Веня с трудом пробрался к буфету и опять бросил на прилавок три франка, и ему опять дали бокал шампанского. Дико звучали медные трубы оркестра, как невероятный сон, возникали эти бедра, изогнутые спины, груди с розовыми сосцами, животы, подобранные и гибкие, а иные уже дряблые с заметными складками немолодой кожи.

Под руками, поднятыми кверху, мелькали пучки светлых и темных волос; мелькали потемневшие от пыли ступни ног; трепетали пальцы рук, розовые и нежные, сжимались судорожно темные мужские кулаки: многообразие тела, неожиданность жестов, странность ракурсов – все волновало Веню. Он видел в этой пляске нагих тел великолепную игру светотени, любовался всем красивым и смешным, наивным и бесстыдным, веселым мрачным. Ему хотелось зарисовать – то ставшую на цыпочки тонкую девушку, чьи маленькие груди как бы стремились, как она сама, вперед и вверх; то ленивую располневшую куртизанку, должно быть, не в первый раз посетившую монмартрский бал; то стройного мальчика-художника, который кружился с маленькою брюнеткою, тонко и весело смеясь.

II

В полночь почти все женщины были раздеты. И те немногие, которые до сих пор медлили еще сбросить с себя измятые тряпки, готовы были сделать это теперь, потому что мужчины нарочно обливали их шампанским. Веня бродил среди чуждой ему толпы недоумевая. Он улыбался растерянно и виновато, когда чья-нибудь маленькая ручка фамильярно касалась его плеча или чьи-нибудь подведенные глаза, влажные и пьяные, заглядывали ему в лицо, или в толпе какая-нибудь раздетая натурщица прижималась к нему, и он чувствовал теплоту ее тела и видел совсем близко на ее спине красную полоску от корсета или случайную царапину.

– Ах, Боже мой, какие нахалы! – крикнул по-русски чей-то женский голос, и Веня увидел блондинку; которую окружила ватага пьяных художников.

Эти веселые французы, конечно, требовали, чтобы маленькая русская мадемуазель разделась, как и все.
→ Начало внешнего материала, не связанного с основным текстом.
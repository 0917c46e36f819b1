// PCM wire codec for the live endpoint.
//
// Outbound: f32 samples in [-1.0, 1.0] scaled by 32768 to i16, packed
// little-endian, base64-encoded, tagged audio/pcm;rate=16000.
// Inbound: base64 bytes reinterpreted as i16 LE, divided by 32768.0,
// mono at 24000 Hz. Both directions must stay bit-compatible with the
// remote endpoint.

use base64::Engine;

use crate::error::SessionError;

/// Sample rate of microphone frames sent upstream.
pub const CAPTURE_SAMPLE_RATE: u32 = 16_000;

/// Sample rate of audio fragments received from the endpoint.
pub const PLAYBACK_SAMPLE_RATE: u32 = 24_000;

/// MIME tag attached to every outbound audio chunk.
pub const CAPTURE_MIME_TYPE: &str = "audio/pcm;rate=16000";

/// Convert float samples to signed 16-bit little-endian bytes.
pub fn samples_to_bytes(samples: &[f32]) -> Vec<u8> {
    let mut bytes = Vec::with_capacity(samples.len() * 2);
    for &sample in samples {
        let scaled = (sample * 32768.0).clamp(i16::MIN as f32, i16::MAX as f32) as i16;
        bytes.extend_from_slice(&scaled.to_le_bytes());
    }
    bytes
}

/// Encode float samples to the base64 payload sent on the wire.
pub fn encode_base64(samples: &[f32]) -> String {
    base64::engine::general_purpose::STANDARD.encode(samples_to_bytes(samples))
}

/// Reinterpret signed 16-bit little-endian bytes as float samples.
pub fn bytes_to_samples(bytes: &[u8]) -> Result<Vec<f32>, SessionError> {
    if bytes.len() % 2 != 0 {
        return Err(SessionError::Decode(format!(
            "PCM payload has odd length ({} bytes)",
            bytes.len()
        )));
    }

    let samples = bytes
        .chunks_exact(2)
        .map(|pair| i16::from_le_bytes([pair[0], pair[1]]) as f32 / 32768.0)
        .collect();

    Ok(samples)
}

/// Decode a base64 wire payload into float samples.
pub fn decode_base64(payload: &str) -> Result<Vec<f32>, SessionError> {
    let bytes = base64::engine::general_purpose::STANDARD.decode(payload)?;
    bytes_to_samples(&bytes)
}

#[cfg(test)]
mod tests {
    use super::*;

    #[test]
    fn test_encode_is_little_endian() {
        // 0.5 * 32768 = 16384 = 0x4000 -> bytes [0x00, 0x40]
        let bytes = samples_to_bytes(&[0.5]);
        assert_eq!(bytes, vec![0x00, 0x40]);
    }

    #[test]
    fn test_full_scale_clamps() {
        let bytes = samples_to_bytes(&[1.0, -1.0]);
        let max = i16::from_le_bytes([bytes[0], bytes[1]]);
        let min = i16::from_le_bytes([bytes[2], bytes[3]]);
        assert_eq!(max, i16::MAX);
        assert_eq!(min, i16::MIN);
    }

    #[test]
    fn test_odd_length_payload_rejected() {
        let err = bytes_to_samples(&[0x00, 0x40, 0x7f]).unwrap_err();
        assert!(matches!(err, SessionError::Decode(_)));
    }
}
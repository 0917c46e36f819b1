use serde::{Deserialize, Serialize};

use crate::audio::pcm;
use crate::live::SessionSetup;

/// Configuration for one live voice session
#[derive(Debug, Clone, Serialize, Deserialize)]
pub struct SessionConfig {
    /// Unique session identifier (e.g., "voice-2026-08-30-demo")
    pub session_id: String,

    /// Model identity requested at session open
    pub model: String,

    /// Fixed voice identity for spoken responses
    pub voice: String,

    /// System instruction sent at session open
    pub system_instruction: String,

    /// Microphone sample rate (the endpoint expects 16kHz)
    pub capture_sample_rate: u32,

    /// Playback sample rate of inbound audio fragments (24kHz)
    pub playback_sample_rate: u32,
}

impl Default for SessionConfig {
    fn default() -> Self {
        Self {
            session_id: format!("voice-{}", uuid::Uuid::new_v4()),
            model: "models/gemini-2.5-flash-native-audio-preview".to_string(),
            voice: "Orus".to_string(),
            system_instruction: "You are a helpful voice assistant. You do not have access to \
                                 live web data; never claim that you do."
                .to_string(),
            capture_sample_rate: pcm::CAPTURE_SAMPLE_RATE,
            playback_sample_rate: pcm::PLAYBACK_SAMPLE_RATE,
        }
    }
}

impl SessionConfig {
    /// The setup message parameters for this session.
    pub fn setup(&self) -> SessionSetup {
        SessionSetup {
            model: self.model.clone(),
            voice: self.voice.clone(),
            system_instruction: self.system_instruction.clone(),
        }
    }
}
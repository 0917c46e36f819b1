pub mod client;
pub mod events;

pub use client::{LiveConnection, LiveEndpoint, WsLiveEndpoint};
pub use events::{ServerEvent, SessionSetup};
Они уверены, что ее формы не менее прелестны, чем ее глаза и рот. Право художников – любоваться наготою. Зачем же упрямится эта кокетка?

– Вы в самом деле не хотите раздеваться? – крикнул Веня через головы французов.
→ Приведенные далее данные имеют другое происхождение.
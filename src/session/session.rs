use super::config::SessionConfig;
use super::transcript::{TranscriptAccumulator, TranscriptEntry};
use crate::audio::{pcm, CaptureBackend, PlaybackScheduler, PlaybackSink};
use crate::error::{SessionError, SessionResult};
use crate::live::{LiveEndpoint, ServerEvent};
use std::sync::atomic::{AtomicBool, Ordering};
use std::sync::Arc;
use tokio::sync::{mpsc, watch, Mutex};
use tokio::task::JoinHandle;
use tracing::{debug, error, info, warn};

/// Lifecycle of a live session.
#[derive(Debug, Clone, Copy, PartialEq, Eq)]
pub enum SessionState {
    Idle,
    Connecting,
    Active,
    Closing,
    Closed,
}

/// A live voice session: one duplex connection, one microphone, one
/// playback device.
///
/// Owns the full exchange lifecycle. Capture frames are encoded and sent
/// fire-and-forget; server events are dispatched to the playback
/// scheduler and the transcript accumulator. `stop()` is idempotent and
/// releases every device handle; a remote close runs the same teardown
/// and counts as a normal session end.
pub struct LiveSession {
    /// Session configuration
    config: SessionConfig,

    /// Lifecycle state, readable from the front end
    state: Arc<std::sync::Mutex<SessionState>>,

    /// Whether the session is currently active
    running: Arc<AtomicBool>,

    /// Shutdown signal shared by the capture and event tasks
    shutdown: Arc<std::sync::Mutex<Option<watch::Sender<bool>>>>,

    /// User-visible status line
    status_tx: watch::Sender<String>,

    /// Finalized transcript entries, append-only
    history: Arc<Mutex<Vec<TranscriptEntry>>>,

    /// Streams finalized entries to the front end
    entry_tx: mpsc::Sender<TranscriptEntry>,
    entry_rx: Option<mpsc::Receiver<TranscriptEntry>>,

    /// Handle for the capture-to-connection task
    capture_task: Arc<Mutex<Option<JoinHandle<()>>>>,

    /// Handle for the server-event dispatch task
    event_task: Arc<Mutex<Option<JoinHandle<()>>>>,
}

impl LiveSession {
    pub fn new(config: SessionConfig) -> Self {
        let (status_tx, _) = watch::channel("Idle".to_string());
        let (entry_tx, entry_rx) = mpsc::channel(256);

        Self {
            config,
            state: Arc::new(std::sync::Mutex::new(SessionState::Idle)),
            running: Arc::new(AtomicBool::new(false)),
            shutdown: Arc::new(std::sync::Mutex::new(None)),
            status_tx,
            history: Arc::new(Mutex::new(Vec::new())),
            entry_tx,
            entry_rx: Some(entry_rx),
            capture_task: Arc::new(Mutex::new(None)),
            event_task: Arc::new(Mutex::new(None)),
        }
    }

    /// Start the session: open the microphone, connect to the endpoint,
    /// and begin streaming in both directions.
    pub async fn start(
        &self,
        mut capture: Box<dyn CaptureBackend>,
        mut endpoint: Box<dyn LiveEndpoint>,
        sink: Box<dyn PlaybackSink>,
    ) -> SessionResult<()> {
        // Claim the running flag before the first await so two overlapping
        // start() calls cannot both pass the guard.
        if self.running.swap(true, Ordering::SeqCst) {
            warn!("Session already active, rejecting start");
            return Err(SessionError::AlreadyActive);
        }

        info!("Starting live session: {}", self.config.session_id);
        self.set_state(SessionState::Connecting);
        self.set_status("Connecting...");

        // Microphone first: a permission failure must not open a
        // connection.
        let mut frames = match capture.start().await {
            Ok(frames) => frames,
            Err(e) => {
                self.running.store(false, Ordering::SeqCst);
                self.set_state(SessionState::Idle);
                self.set_status(&e.to_string());
                return Err(e);
            }
        };

        let connection = match endpoint.connect(self.config.setup()).await {
            Ok(connection) => connection,
            Err(e) => {
                if let Err(stop_err) = capture.stop().await {
                    warn!("Failed to release capture backend: {}", stop_err);
                }
                self.running.store(false, Ordering::SeqCst);
                self.set_state(SessionState::Idle);
                self.set_status(&e.to_string());
                return Err(e);
            }
        };

        let (shutdown_tx, _) = watch::channel(false);
        {
            let mut guard = self
                .shutdown
                .lock()
                .unwrap_or_else(|poisoned| poisoned.into_inner());
            *guard = Some(shutdown_tx.clone());
        }

        self.set_state(SessionState::Active);
        self.set_status("Listening");

        // Capture task: encode each microphone frame and hand it to the
        // transport without waiting for acknowledgment.
        let audio_tx = connection.audio_tx.clone();
        let running = Arc::clone(&self.running);
        let mut capture_shutdown = shutdown_tx.subscribe();

        let capture_task = tokio::spawn(async move {
            info!("Capture task started");
            let mut frames_sent: u64 = 0;

            loop {
                tokio::select! {
                    frame = frames.recv() => {
                        let frame = match frame {
                            Some(frame) => frame,
                            None => break,
                        };
                        if !running.load(Ordering::SeqCst) {
                            break;
                        }

                        let payload = pcm::encode_base64(&frame.samples);
                        if audio_tx.try_send(payload).is_err() {
                            warn!("Outbound audio path unavailable, dropping frame");
                        } else {
                            frames_sent += 1;
                        }
                    }
                    _ = capture_shutdown.changed() => break,
                }
            }

            if let Err(e) = capture.stop().await {
                warn!("Failed to stop capture backend: {}", e);
            }

            info!("Capture task stopped ({} frames sent)", frames_sent);
        });

        {
            let mut handle = self.capture_task.lock().await;
            *handle = Some(capture_task);
        }

        // Event task: dispatch every server event. Owns the playback
        // scheduler and the transcript accumulator, so no lock is needed
        // around either.
        let mut scheduler = PlaybackScheduler::new(sink, self.config.playback_sample_rate);
        let mut accumulator = TranscriptAccumulator::new();
        let history = Arc::clone(&self.history);
        let entry_tx = self.entry_tx.clone();
        let running = Arc::clone(&self.running);
        let state = Arc::clone(&self.state);
        let status_tx = self.status_tx.clone();
        let event_shutdown_tx = shutdown_tx.clone();
        let mut event_shutdown = shutdown_tx.subscribe();
        let mut events = connection.events;

        let event_task = tokio::spawn(async move {
            info!("Event task started");
            let mut close_reason: Option<String> = None;
            let mut close_error: Option<String> = None;
            let mut ended_remotely = false;

            loop {
                tokio::select! {
                    event = events.recv() => {
                        let event = match event {
                            Some(event) => event,
                            None => {
                                ended_remotely = true;
                                break;
                            }
                        };

                        match event {
                            ServerEvent::SetupComplete => {
                                debug!("Endpoint acknowledged setup");
                            }
                            ServerEvent::InputTranscript(text) => {
                                accumulator.append_user(&text);
                            }
                            ServerEvent::OutputTranscript(text) => {
                                accumulator.append_model(&text);
                            }
                            ServerEvent::TurnComplete => {
                                flush_turn(&mut accumulator, &history, &entry_tx).await;
                            }
                            ServerEvent::AudioFragment(payload) => {
                                // A single bad fragment must not end an
                                // otherwise healthy conversation.
                                match pcm::decode_base64(&payload) {
                                    Ok(samples) => {
                                        if let Err(e) = scheduler.enqueue(samples) {
                                            warn!("Failed to schedule audio fragment: {}", e);
                                        }
                                    }
                                    Err(e) => {
                                        warn!("Skipping undecodable audio fragment: {}", e);
                                    }
                                }
                            }
                            ServerEvent::Interrupted => {
                                if let Err(e) = scheduler.interrupt() {
                                    warn!("Failed to cancel playback: {}", e);
                                }
                            }
                            ServerEvent::Closed(reason) => {
                                close_reason = reason;
                                ended_remotely = true;
                                break;
                            }
                            ServerEvent::ConnectionLost(message) => {
                                close_error = Some(message);
                                ended_remotely = true;
                                break;
                            }
                        }
                    }
                    _ = event_shutdown.changed() => break,
                }
            }

            // Finalize whatever the last turn left behind.
            flush_turn(&mut accumulator, &history, &entry_tx).await;

            if let Err(e) = scheduler.shutdown() {
                warn!("Failed to release playback sink: {}", e);
            }

            if ended_remotely {
                // Remote close is a normal session end, not an error.
                running.store(false, Ordering::SeqCst);
                let _ = event_shutdown_tx.send(true);
                set_state(&state, SessionState::Closed);
                // A transport failure reads differently from a clean close.
                let message = match (close_error, close_reason) {
                    (Some(error), _) => SessionError::Connection(error).to_string(),
                    (None, Some(reason)) => format!("Session ended: {}", reason),
                    (None, None) => "Session ended".to_string(),
                };
                let _ = status_tx.send_replace(message);
            }

            info!("Event task stopped");
        });

        {
            let mut handle = self.event_task.lock().await;
            *handle = Some(event_task);
        }

        info!("Live session started: {}", self.config.session_id);
        Ok(())
    }

    /// Stop the session and release every device handle.
    ///
    /// Idempotent: calling it when already stopped is a no-op.
    pub async fn stop(&self) -> SessionResult<()> {
        if !self.running.swap(false, Ordering::SeqCst) {
            debug!("Session not active, nothing to stop");
            return Ok(());
        }

        info!("Stopping live session: {}", self.config.session_id);
        self.set_state(SessionState::Closing);
        self.set_status("Stopping...");

        {
            let guard = self
                .shutdown
                .lock()
                .unwrap_or_else(|poisoned| poisoned.into_inner());
            if let Some(shutdown_tx) = guard.as_ref() {
                let _ = shutdown_tx.send(true);
            }
        }

        {
            let mut handle = self.capture_task.lock().await;
            if let Some(task) = handle.take() {
                if let Err(e) = task.await {
                    error!("Capture task panicked: {}", e);
                }
            }
        }

        {
            let mut handle = self.event_task.lock().await;
            if let Some(task) = handle.take() {
                if let Err(e) = task.await {
                    error!("Event task panicked: {}", e);
                }
            }
        }

        self.set_state(SessionState::Closed);
        self.set_status("Stopped");

        info!("Live session stopped: {}", self.config.session_id);
        Ok(())
    }

    /// Current lifecycle state.
    pub fn state(&self) -> SessionState {
        *self
            .state
            .lock()
            .unwrap_or_else(|poisoned| poisoned.into_inner())
    }

    /// Subscribe to the user-visible status line.
    pub fn status(&self) -> watch::Receiver<String> {
        self.status_tx.subscribe()
    }

    /// Take the stream of finalized transcript entries. Yields each entry
    /// once, in finalization order.
    pub fn take_entries(&mut self) -> Option<mpsc::Receiver<TranscriptEntry>> {
        self.entry_rx.take()
    }

    /// Snapshot of the full transcript history.
    pub async fn transcript(&self) -> Vec<TranscriptEntry> {
        let history = self.history.lock().await;
        history.clone()
    }

    fn set_state(&self, next: SessionState) {
        set_state(&self.state, next);
    }

    fn set_status(&self, message: &str) {
        let _ = self.status_tx.send_replace(message.to_string());
    }
}

impl Drop for LiveSession {
    fn drop(&mut self) {
        // Best-effort teardown when stop() was never called: signal both
        // tasks so the device handles get released.
        self.running.store(false, Ordering::SeqCst);
        if let Ok(mut guard) = self.shutdown.lock() {
            if let Some(shutdown_tx) = guard.take() {
                let _ = shutdown_tx.send(true);
            }
        }
    }
}

fn set_state(state: &Arc<std::sync::Mutex<SessionState>>, next: SessionState) {
    let mut guard = state.lock().unwrap_or_else(|poisoned| poisoned.into_inner());
    *guard = next;
}

async fn flush_turn(
    accumulator: &mut TranscriptAccumulator,
    history: &Arc<Mutex<Vec<TranscriptEntry>>>,
    entry_tx: &mpsc::Sender<TranscriptEntry>,
) {
    for entry in accumulator.end_turn() {
        {
            let mut history = history.lock().await;
            history.push(entry.clone());
        }
        if entry_tx.try_send(entry).is_err() {
            debug!("No transcript consumer attached, entry kept in history only");
        }
    }
}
– Ах, вы русский! Не хочу, конечно, – засмеялась незнакомка, протискиваясь сквозь толпу и давая ему знак, чтобы он взял ее под руку.
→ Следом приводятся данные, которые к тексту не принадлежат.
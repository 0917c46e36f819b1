use anyhow::Result;
use tracing::debug;

/// Identifier for a scheduled playback buffer.
pub type BufferId = u64;

/// Output device boundary.
///
/// A sink accepts decoded float buffers with precise start times and
/// exposes a monotonic current-time reference. The real implementation
/// drives a speaker stream; tests substitute a manual clock.
pub trait PlaybackSink: Send {
    /// Monotonic device time in seconds.
    fn current_time(&self) -> f64;

    /// Schedule a buffer to begin playing at `start_secs` on the device
    /// clock. Buffers are guaranteed by the caller not to overlap.
    fn schedule(&mut self, id: BufferId, samples: Vec<f32>, start_secs: f64) -> Result<()>;

    /// Stop and discard every scheduled or playing buffer.
    fn cancel_all(&mut self) -> Result<()>;
}

/// A buffer the scheduler has handed to the sink and not yet seen finish.
#[derive(Debug, Clone, PartialEq)]
pub struct ScheduledBuffer {
    pub id: BufferId,
    /// Scheduled start on the device clock, seconds
    pub start: f64,
    /// Buffer length in seconds
    pub duration: f64,
}

impl ScheduledBuffer {
    pub fn end(&self) -> f64 {
        self.start + self.duration
    }
}

/// Gapless playback scheduler for inbound audio fragments.
///
/// Keeps a single monotonically advancing "next available start time":
/// each fragment is scheduled at `max(next_start, device_now)` and the
/// clock then advances by the fragment's duration, so back-to-back
/// fragments play without gaps and never overlap. An interruption stops
/// everything pending and resets the clock to the device's current time.
pub struct PlaybackScheduler {
    sink: Box<dyn PlaybackSink>,
    sample_rate: u32,
    next_start: f64,
    active: Vec<ScheduledBuffer>,
    next_id: BufferId,
}

impl PlaybackScheduler {
    pub fn new(sink: Box<dyn PlaybackSink>, sample_rate: u32) -> Self {
        let next_start = sink.current_time();
        Self {
            sink,
            sample_rate,
            next_start,
            active: Vec::new(),
            next_id: 0,
        }
    }

    /// Schedule a decoded fragment for playback.
    ///
    /// Returns the start time the fragment was scheduled at.
    pub fn enqueue(&mut self, samples: Vec<f32>) -> Result<f64> {
        self.prune_finished();

        let now = self.sink.current_time();
        if self.next_start < now {
            self.next_start = now;
        }

        let duration = samples.len() as f64 / self.sample_rate as f64;
        let start = self.next_start;

        let id = self.next_id;
        self.next_id += 1;

        self.sink.schedule(id, samples, start)?;
        self.active.push(ScheduledBuffer {
            id,
            start,
            duration,
        });
        self.next_start += duration;

        debug!(
            "Scheduled fragment {} at {:.3}s ({:.3}s long, {} pending)",
            id,
            start,
            duration,
            self.active.len()
        );

        Ok(start)
    }

    /// Hard-cancel all pending playback.
    ///
    /// The remote side barged in over the user: every scheduled buffer is
    /// stopped and the clock resets to the device's current time.
    pub fn interrupt(&mut self) -> Result<()> {
        let cancelled = self.active.len();
        self.sink.cancel_all()?;
        self.active.clear();
        self.next_start = self.sink.current_time();

        debug!("Interrupted playback, cancelled {} buffers", cancelled);
        Ok(())
    }

    /// Stop playback and release the sink. Used on session teardown.
    pub fn shutdown(&mut self) -> Result<()> {
        self.sink.cancel_all()?;
        self.active.clear();
        Ok(())
    }

    /// Number of buffers scheduled and not yet finished.
    pub fn pending(&mut self) -> usize {
        self.prune_finished();
        self.active.len()
    }

    /// The end of currently scheduled audio on the device clock.
    pub fn next_start(&self) -> f64 {
        self.next_start
    }

    fn prune_finished(&mut self) {
        let now = self.sink.current_time();
        self.active.retain(|buffer| buffer.end() > now);
    }
}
Вот при каких обстоятельствах Веня познакомился с Шурочкою.

На рассвете они возвращались в таксомоторе через весь Париж – с Монмартра на Левый берег. Они обогнали банды замаскированных художников, которые тащили на носилках раздетых натурщиц. Какая-то веселая компания даже купалась в фонтане на их глазах.

Веня был молчалив, а Шурочка болтала неумолчно о себе и обо всем, что приходило ей на ум, доверчиво прижимаясь к плечу своего нового знакомого. Давно ли она в Париже? Вот уже третий год. Ей пришлось уехать потому, что она была замешана в одном политическом деле[4]. Собственно говоря, она равнодушна к политике, но она оказала услугу, как говорится. Ее попросили спрятать чемодан, а там, представьте, оказались бомбы. Сделали обыск, но ее не было дома, по счастью. Кухарка Матрена (такая умница!) успела ее вовремя предупредить. Вот она и бежала за границу.

Сначала ей помогала партия, а потом ее за равнодушие лишили поддержки. Да и денег у них не так уж много. Какая она революционерка, в самом деле!

– Как же вы живете, Шурочка? – спросил Веня, смущаясь несколько близостью этой маленькой полуодетой женщины.

– Как живу? Я умею делать шляпы… В мастерской работаю… Modes… M-me Jeanne… Rue des Apennines…[5] Знаете? Кроме того, я позирую иногда художникам…

– Так…

Они переехали мост. Сена казалась серебряною. Воздух был прозрачен. И Вене нравилось, что сейчас на крышах розовый отблеск от зари и слышно, как шуршат каштаны. Пусто было на улицах и бульварах.

– Я домой не хочу, – сказала Шурочка. – У меня хозяйка сердитая. Я ей должна.

Шурочка помолчала.

– А к вам нельзя?

– Я очень рад, – пробормотал Веня. – Только у меня одна комната… Ничего, впрочем. Вы ложитесь. Я погулять пойду. Я, знаете ли, очень люблю на рассвете гулять.

– Нет уж, это несправедливо будет, – засмеялась Шурочка. – Мы уж как-нибудь устроимся… Вам тоже спать надо… Вон у вас под глазами круги какие…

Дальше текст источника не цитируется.